Building on recent breakthroughs in autonomous cyber systems and formal methods, DARPA on August 17 announced a new research program called Assured Autonomy that aims to advance the ways computing systems can learn and evolve to better manage variations in the environment and enhance the predictability of autonomous systems like driverless vehicles and unmanned aerial vehicles (UAVs).
“Tremendous advances have been made in the last decade in constructing autonomy systems, as evidenced by the proliferation of a variety of unmanned vehicles. These advances have been driven by innovations in several areas, including sensing and actuation, computing, control theory, design methods, and modelling and simulation,” said Sandeep Neema, program manager, DARPA. “In spite of these advances, deployment and broader adoption of such systems in safety-critical DoD applications remains challenging and controversial.”
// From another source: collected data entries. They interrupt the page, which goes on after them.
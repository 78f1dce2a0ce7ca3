//! First-occurrence tooltip cache
//!
//! Maps node identifiers to the context they were first introduced in. The
//! cache is write-once per identifier: later segments never replace an
//! existing entry, whether they are sentence or document graphs.

use super::types::TooltipEntry;
use indexmap::map::Entry;
use indexmap::IndexMap;
use serde::{Deserialize, Serialize};

/// Identifier → tooltip entry, in first-occurrence order
#[derive(Debug, Clone, Default, PartialEq, Eq, Serialize, Deserialize)]
#[serde(transparent)]
pub struct TooltipCache {
    entries: IndexMap<String, TooltipEntry>,
}

impl TooltipCache {
    pub fn new() -> Self {
        Self::default()
    }

    /// Insert unless the identifier is already present
    ///
    /// Returns `true` when the entry was written.
    pub fn insert_first(&mut self, identifier: impl Into<String>, entry: TooltipEntry) -> bool {
        self.insert_first_with(identifier, || entry)
    }

    /// Like [`insert_first`](Self::insert_first), building the entry only when it is written
    pub fn insert_first_with<F>(&mut self, identifier: impl Into<String>, entry: F) -> bool
    where
        F: FnOnce() -> TooltipEntry,
    {
        match self.entries.entry(identifier.into()) {
            Entry::Occupied(_) => false,
            Entry::Vacant(slot) => {
                slot.insert(entry());
                true
            }
        }
    }

    pub fn get(&self, identifier: &str) -> Option<&TooltipEntry> {
        self.entries.get(identifier)
    }

    pub fn contains(&self, identifier: &str) -> bool {
        self.entries.contains_key(identifier)
    }

    pub fn len(&self) -> usize {
        self.entries.len()
    }

    pub fn is_empty(&self) -> bool {
        self.entries.is_empty()
    }

    /// Entries in first-occurrence order
    pub fn iter(&self) -> impl Iterator<Item = (&str, &TooltipEntry)> {
        self.entries.iter().map(|(k, v)| (k.as_str(), v))
    }

    pub fn identifiers(&self) -> impl Iterator<Item = &str> {
        self.entries.keys().map(String::as_str)
    }

    /// Count of entries that came from the document-level fallback
    pub fn fallback_count(&self) -> usize {
        self.entries.values().filter(|e| e.is_fallback()).count()
    }
}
The Defense Science Board Report on Autonomy, released in 2016, heavily emphasizes the need for autonomous systems to have a strong degree of trust. Assuring systems operate safely and perform as expected, the report notes, is integral to trust, especially in a military context. But systems must also be designed so that operators can determine whether, once it has been deployed, it is operating reliably, and, if not, that appropriate action can be taken. Assured Autonomy aims to establish trustworthiness at the design stage and incorporate sufficient capabilities so that inevitable variation in operational trustworthiness can be measured and addressed appropriately.
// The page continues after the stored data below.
//! Escrow Engine - Service and Milestone lifecycle
//!
//! This module owns the service state machine, fund custody movement, and
//! release/dispute logic. Every mutating operation validates under the state
//! write lock, performs the custody movement (the only fallible commit step),
//! then applies the record mutation and appends the event, so callers never
//! observe a partially-applied transition.

use std::collections::HashMap;
use std::sync::Arc;

use chrono::{DateTime, Utc};
use serde::{Deserialize, Serialize};
use tokio::sync::RwLock;
use tracing::{info, warn};

use crate::custody_ledger::CustodyLedger;
use crate::error::EngineError;
use crate::event_outbox::{EventKind, EventOutbox};
use crate::models::{
    Dispute, DisputeAllocation, Milestone, MilestoneSpec, MilestoneStatus, Service, ServiceId,
    ServiceStatus, ServiceType,
};
use crate::EngineResult;

/// Configuration for the escrow engine
#[derive(Debug, Clone, Serialize, Deserialize)]
pub struct EscrowEngineConfig {
    /// Maximum total amount for a single service
    pub max_service_amount: i64,
    /// Maximum number of milestones per service
    pub max_milestones_per_service: usize,
    /// Identity authorized to resolve disputes; None until an external
    /// arbitration authority is assigned
    pub resolver: Option<String>,
}

impl Default for EscrowEngineConfig {
    fn default() -> Self {
        Self {
            max_service_amount: 1_000_000_000,
            max_milestones_per_service: 32,
            resolver: None,
        }
    }
}

/// Main escrow engine
pub struct EscrowEngine {
    /// Configuration
    config: EscrowEngineConfig,
    /// In-memory service storage (in production, this would be a database)
    state: RwLock<EngineState>,
    /// Custody ledger shared with the rest of the node
    ledger: Arc<CustodyLedger>,
    /// Outbox written on every successful commit
    outbox: Arc<EventOutbox>,
}

#[derive(Default)]
struct EngineState {
    services: HashMap<ServiceId, ServiceRecord>,
    disputes: HashMap<ServiceId, Dispute>,
    next_service_id: ServiceId,
}

struct ServiceRecord {
    service: Service,
    milestones: Vec<Milestone>,
}

/// Service creation request
#[derive(Debug, Clone)]
pub struct CreateServiceRequest {
    pub client: String,
    pub contractor: String,
    pub total_amount: i64,
    pub milestones: Vec<MilestoneSpec>,
    pub description: String,
    pub service_type: ServiceType,
    pub deadline: Option<DateTime<Utc>>,
}

/// Dispute request
#[derive(Debug, Clone)]
pub struct RaiseDisputeRequest {
    pub service_id: ServiceId,
    pub raised_by: String,
    pub reason: String,
}

/// Dispute resolution request, issued by the external arbitration authority
#[derive(Debug, Clone)]
pub struct ResolveDisputeRequest {
    pub service_id: ServiceId,
    pub resolver: String,
    pub allocation: DisputeAllocation,
}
“Historically, assurance has been approached through design processes following rigorous safety standards in development, and demonstrated compliance through system testing,” said Neema. “However, these standards have been developed primarily for human-in-the-loop systems, and don’t extend to learning-enabled systems with advanced levels of autonomy. The assurance approaches today are predicated on the assumption that the systems, once deployed, do not learn and evolve.”
One approach to assurance of autonomous systems that has recently garnered attention, particularly in the context of self-driving vehicles, is based on the idea of “equivalent levels of safety,” i.e., the autonomous system must be at least as safe as a comparable human-in-the-loop system that it replaces. The approach compares known rates of safety incidents of manned systems—number of accidents per thousands of miles driven—and conducting physical trials to determine the corresponding incident rate for autonomous systems. Studies and analyses indicate, however, that assuring safety of autonomous systems in this manner alone is prohibitive, requiring millions of physical trials, perhaps spanning decades. Simulation techniques have been advanced to reduce the needed number of physical trials, but offer very little confidence, particularly with respect to low-probability, high-consequence events.
In contrast to prescriptive, process-oriented standards for safety and assurance, a goal-oriented approach, such as the one espoused by Neema, is arguably more suitable for systems that learn, evolve, and encounter operational variations. In the course of Assured Autonomy program, researchers will aim to develop tools that provide foundational evidence that a system can satisfy explicitly stated functional and safety goals, resulting in a measure of assurance that can also evolve with the system.